I pretty much checked all 4 boxes to get what ever anyone was thinking. I guess I need to be more specific. My camera does the automatic stacking. I start at the closest focus point and let the camera do the rest. I set it at f/8, 5 photos and am about 6 as a middle increment. The problem with Canon is that there is no guide as to what the increment is and how many photos to complete the whole sequence. Some advise unlimited numbers and the camera will stop when it has completed enough to get everything in focus. I am just experimenting and sometimes it works perfectly. Most times it seems to better than a single shot at f/16. If I lower the increment so they are closer together, I will have to add more photos. Not sure what my limit will be not sure when to stack and when not to. Another big learning curve. Mostly, I photograph birds and wild life, so landscape is new to me. I use Photo shop to auto align and then auto blend. the back to LR.
Thanks very much for your input.
Also, I have room to crop. Is it the bush on the right side that is a nuisance? I did keep the Lupine in the foreground to sort of show the variety. I see your point though.
Hey thanks for coming back to this Charlie. When you say the camera does automatic stacking, do you mean you created the image in camera? Or did you mean auto focus bracketing? The reason is that you say you’re using Ps to blend them. Experimenting is really key for some of this as you say. but maybe someone else with that camera can chime in on the focus bracketing function so we can understand it better.

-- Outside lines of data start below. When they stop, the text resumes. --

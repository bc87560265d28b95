//! Feedback micro-interaction
//!
//! A one-word form: the send action unlocks only for the exact word "Love",
//! then a simulated request runs through loading → success → resetting → idle
//! on chained timers.

use std::time::{Duration, Instant};

use tracing::debug;

use crate::motion::{MotionPreference, Tween};
use crate::timer::Timer;

/// The only accepted input
pub const EXPECTED_WORD: &str = "Love";

pub const LOADING_DELAY: Duration = Duration::from_millis(1050);
pub const SUCCESS_HOLD: Duration = Duration::from_millis(850);
pub const RESET_FADE_DELAY: Duration = Duration::from_millis(360);
/// Content fade while resetting
pub const CONTENT_FADE_DURATION: Duration = Duration::from_millis(350);

#[derive(Debug, Clone, Copy, PartialEq, Eq)]
pub enum FeedbackHint {
    /// Looks like the word with a lowercase first letter
    CapitalL,
    Generic,
}

impl FeedbackHint {
    pub fn message(&self) -> &'static str {
        match self {
            FeedbackHint::CapitalL => "Use a capital L: type 'Love'.",
            FeedbackHint::Generic => "Please type 'Love'.",
        }
    }
}

#[derive(Debug, Clone, Copy, PartialEq, Eq)]
pub struct Validation {
    pub valid: bool,
    pub hint: Option<FeedbackHint>,
}

/// Check the input. Empty input is invalid but shows no hint.
pub fn validate(input: &str) -> Validation {
    if input == EXPECTED_WORD {
        return Validation {
            valid: true,
            hint: None,
        };
    }
    if input.is_empty() {
        return Validation {
            valid: false,
            hint: None,
        };
    }
    let hint = if is_lowercase_l_slip(input) {
        FeedbackHint::CapitalL
    } else {
        FeedbackHint::Generic
    };
    Validation {
        valid: false,
        hint: Some(hint),
    }
}

/// The input is the start of the word typed with a lowercase first letter
/// ("l", "lo", "lov", "love").
fn is_lowercase_l_slip(input: &str) -> bool {
    match input.strip_prefix('l') {
        Some(rest) => EXPECTED_WORD[1..].starts_with(rest),
        None => false,
    }
}

#[derive(Debug, Clone, Copy, PartialEq, Eq, Default)]
pub enum FeedbackState {
    #[default]
    Idle,
    Loading,
    Success,
}

/// Transitions reported by `tick`, in the order they happened
#[derive(Debug, Clone, Copy, PartialEq, Eq)]
pub enum FeedbackEvent {
    Succeeded,
    ResetStarted,
    ResetFinished,
}

/// Next link of the timer chain
#[derive(Debug, Clone, Copy, PartialEq, Eq)]
enum Step {
    Succeed,
    StartReset,
    FinishReset,
}

#[derive(Debug, Clone)]
pub struct FeedbackController {
    motion: MotionPreference,
    input: String,
    state: FeedbackState,
    is_resetting: bool,
    content_opacity: Tween,
    timer: Timer,
    next: Option<Step>,
}

impl FeedbackController {
    pub fn new(motion: MotionPreference, now: Instant) -> Self {
        Self {
            motion,
            input: String::new(),
            state: FeedbackState::Idle,
            is_resetting: false,
            content_opacity: Tween::resting(1.0, now),
            timer: Timer::new(),
            next: None,
        }
    }

    pub fn input(&self) -> &str {
        &self.input
    }

    pub fn set_input(&mut self, value: impl Into<String>) {
        self.input = value.into();
    }

    pub fn push_char(&mut self, c: char) {
        self.input.push(c);
    }

    pub fn backspace(&mut self) {
        self.input.pop();
    }

    #[inline]
    pub fn state(&self) -> FeedbackState {
        self.state
    }

    /// Content is fading out before the input is cleared
    #[inline]
    pub fn is_resetting(&self) -> bool {
        self.is_resetting
    }

    pub fn validation(&self) -> Validation {
        validate(&self.input)
    }

    pub fn hint(&self) -> Option<FeedbackHint> {
        self.validation().hint
    }

    /// Whether the send control is enabled
    pub fn can_submit(&self) -> bool {
        self.validation().valid && self.state != FeedbackState::Loading
    }

    pub fn content_opacity(&self, now: Instant) -> f64 {
        self.content_opacity.value_at(now)
    }

    pub fn button_label(&self) -> &'static str {
        match self.state {
            FeedbackState::Idle => "Send",
            FeedbackState::Loading => "Sending…",
            FeedbackState::Success => "Sent",
        }
    }

    pub fn status_label(&self) -> &'static str {
        match self.state {
            FeedbackState::Idle => "Awaiting input...",
            FeedbackState::Loading => "Sending…",
            FeedbackState::Success => "Sent",
        }
    }

    /// Start a simulated send. No-op while loading or for invalid input.
    ///
    /// Any chain left over from a previous send is cancelled first.
    pub fn submit(&mut self, now: Instant) -> bool {
        if !self.validation().valid || self.state == FeedbackState::Loading {
            return false;
        }
        self.timer.cancel();
        self.next = None;

        self.state = FeedbackState::Loading;
        self.schedule(now, LOADING_DELAY, Step::Succeed);
        debug!("feedback submitted");
        true
    }

    fn schedule(&mut self, from: Instant, delay: Duration, step: Step) {
        self.timer.schedule(from, self.motion.delay(delay));
        self.next = Some(step);
    }

    /// Run every chain step that is due at `now`
    pub fn tick(&mut self, now: Instant) -> Vec<FeedbackEvent> {
        let mut events = Vec::new();
        while let Some(fired_at) = self.timer.fire(now) {
            let Some(step) = self.next.take() else {
                break;
            };
            match step {
                Step::Succeed => {
                    self.state = FeedbackState::Success;
                    self.schedule(fired_at, SUCCESS_HOLD, Step::StartReset);
                    events.push(FeedbackEvent::Succeeded);
                }
                Step::StartReset => {
                    self.is_resetting = true;
                    self.content_opacity = self.content_opacity.retarget(
                        0.0,
                        fired_at,
                        self.motion.animation(CONTENT_FADE_DURATION),
                    );
                    self.schedule(fired_at, RESET_FADE_DELAY, Step::FinishReset);
                    events.push(FeedbackEvent::ResetStarted);
                }
                Step::FinishReset => {
                    self.input.clear();
                    self.state = FeedbackState::Idle;
                    self.is_resetting = false;
                    self.content_opacity = self.content_opacity.retarget(
                        1.0,
                        fired_at,
                        self.motion.animation(CONTENT_FADE_DURATION),
                    );
                    events.push(FeedbackEvent::ResetFinished);
                }
            }
            debug!(?step, "feedback step");
        }
        events
    }

    pub fn is_animating(&self, now: Instant) -> bool {
        self.timer.is_pending() || !self.content_opacity.is_finished(now)
    }

    /// Cancel the pending chain
    pub fn dispose(&mut self) {
        self.timer.cancel();
        self.next = None;
    }
}
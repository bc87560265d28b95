use anyhow::Result;

use garden_core::AppConfig;

pub fn show(config: &AppConfig) -> Result<()> {
    print!("{}", config.to_toml()?);
    Ok(())
}

pub fn path() -> Result<()> {
    println!("{}", AppConfig::config_path().display());
    Ok(())
}

/// Write the default configuration, leaving an existing file alone
pub fn init() -> Result<()> {
    let path = AppConfig::config_path();
    if path.exists() {
        println!("Config already exists: {}", path.display());
        return Ok(());
    }

    AppConfig::default().save()?;
    tracing::info!(path = %path.display(), "wrote default config");
    println!("Wrote default config to {}", path.display());
    Ok(())
}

For me, I only focus stack for landscapes when I have something in the extreme foreground that I know I want crisp and to carry that crispness through to the back. Most of the time this only takes a handful of shots - sometimes only two. Since I’m old and used a lot of manual gear back in the day, I have hyperfocal distance instincts kind of always running and it helps. Also knowing your lens and its behavior, but that can take some time. My thought in this case would be to manually choose the focus points yourself - the flowers, the cactuses and maybe the far distance, although having that too sharp would just look weird since that’s not how our eyes work.
Anyway…keep 'em coming. The flowers and scenery are refreshing to my winter eyeballs.
Hi Charlie, this is a great composition, Nicely seen.
Thought I’d chime in here on Focus Stacking. Unless you’re using an older version of Lightroom, you should be able to do your focus stacking right in Lightroom and not have to export out to Photoshop. This should allow you to remain in RAW mode…
Here’s an article from Adobe that might help: How to focus stack in Lightroom.
I use Fujifilm cameras and have a similar problem with how to set them up. When I realized that the camera would stop taking shots when it reaches infinity, I set my number of photos high, about 40. I have the step set to about 5 or so…Then set the close focus and fire away. Sometimes it will go the entire 40 images, but most often, it stops well before. This way, I know I have everything from close focus to infinity. This, I think, is very important for landscape. For macro shots, I do the same thing, but when I get into my processor (Capture One in my case), I delete the ones that are beyond my subject so that the areas beyond remain out of focus when I stack. It works quite nicely.
@Kris_Smith is well-versed in stacking too so, I am sure she’ll offer up some suggestions.
Focus Stacking is a really fun way to get some sharp images.
Thank you both for your advice. My camera does not stack and I do manually focus at the closest point. David says I can do it in Lightroom but, I have been unable to find any article that will tell me how. I contacted Adobe support and they tell me that it can only be done in PS. David, if you see this, please tell what steps you take to keep it in LR only. The article above refers to LR and PS. I do use the most current LR.